▶ [WHAT IS EXPECTED] Lines in the listing below that contain the string "success" are to be found and copied.

▶ [RECORDS FOR THE TASK]
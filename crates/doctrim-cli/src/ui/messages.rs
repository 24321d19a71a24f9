//! Status message functions for terminal output.

use owo_colors::OwoColorize;

use super::colors_enabled;

/// Print a success message to stderr.
///
/// ```no_run
/// use doctrim_cli::ui::success;
///
/// success("Deleted 4 files");
/// ```
pub fn success(message: &str) {
    if colors_enabled() {
        eprintln!("{} {}", "✓".green().bold(), message);
    } else {
        eprintln!("✓ {message}");
    }
}

/// Print an info message to stderr.
pub fn info(message: &str) {
    if colors_enabled() {
        eprintln!("{} {}", "ℹ".blue().bold(), message);
    } else {
        eprintln!("ℹ {message}");
    }
}

/// Print a warning message to stderr.
pub fn warning(message: &str) {
    if colors_enabled() {
        eprintln!("{} {}", "⚠".yellow().bold(), message.yellow());
    } else {
        eprintln!("⚠ {message}");
    }
}

/// Print an error message to stderr.
pub fn error(message: &str) {
    if colors_enabled() {
        eprintln!("{} {}", "✗".red().bold(), message.red());
    } else {
        eprintln!("✗ {message}");
    }
}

▶ [YOUR RESPONSE]
/// Print a success message to stderr.
/// use doctrim_cli::ui::success;
/// success("Deleted 4 files");
pub fn success(message: &str) {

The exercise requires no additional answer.